Exercise description>
What lines of the data hold the string "struct"? Copy them all.

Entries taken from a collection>

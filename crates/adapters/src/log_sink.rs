//! Line-oriented sinks shared by the JSON adapters.

use std::io::{self, Write};
use std::sync::{Mutex, PoisonError};

/// A sink that receives pre-formatted lines (trailing newline included).
pub trait LogSink: Send + Sync {
    /// Write a line to the sink.
    fn write_line(&self, line: &str) -> io::Result<()>;
}

/// Log sink that writes to stderr.
#[derive(Debug, Default)]
pub struct StderrLogSink;

impl LogSink for StderrLogSink {
    fn write_line(&self, line: &str) -> io::Result<()> {
        io::stderr().lock().write_all(line.as_bytes())
    }
}

/// Log sink that writes to stdout.
#[derive(Debug, Default)]
pub struct StdoutLogSink;

impl LogSink for StdoutLogSink {
    fn write_line(&self, line: &str) -> io::Result<()> {
        let mut stdout = io::stdout().lock();
        stdout.write_all(line.as_bytes())?;
        stdout.flush()
    }
}

/// Log sink that keeps every line in memory.
#[derive(Debug, Default)]
pub struct MemoryLogSink {
    lines: Mutex<Vec<String>>,
}

impl MemoryLogSink {
    /// Create an empty sink.
    #[must_use]
    pub fn new() -> Self {
        Self::default()
    }

    /// Drain the captured lines.
    pub fn take(&self) -> Vec<String> {
        std::mem::take(&mut *self.lines.lock().unwrap_or_else(PoisonError::into_inner))
    }

    /// Number of captured lines.
    pub fn len(&self) -> usize {
        self.lines.lock().unwrap_or_else(PoisonError::into_inner).len()
    }

    /// True when nothing was captured.
    pub fn is_empty(&self) -> bool {
        self.len() == 0
    }
}

impl LogSink for MemoryLogSink {
    fn write_line(&self, line: &str) -> io::Result<()> {
        self.lines
            .lock()
            .unwrap_or_else(PoisonError::into_inner)
            .push(line.to_string());
        Ok(())
    }
}

#[cfg(test)]
mod tests {
    use super::*;

    #[test]
    fn memory_sink_captures_lines() -> io::Result<()> {
        let sink = MemoryLogSink::new();
        sink.write_line("hello\n")?;
        sink.write_line("world\n")?;
        assert_eq!(sink.len(), 2);

        let lines = sink.take();
        assert_eq!(lines, vec!["hello\n".to_string(), "world\n".to_string()]);
        assert!(sink.is_empty());
        Ok(())
    }
}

Answer to the problem>
pub struct StderrLogSink;
pub struct StdoutLogSink;
pub struct MemoryLogSink {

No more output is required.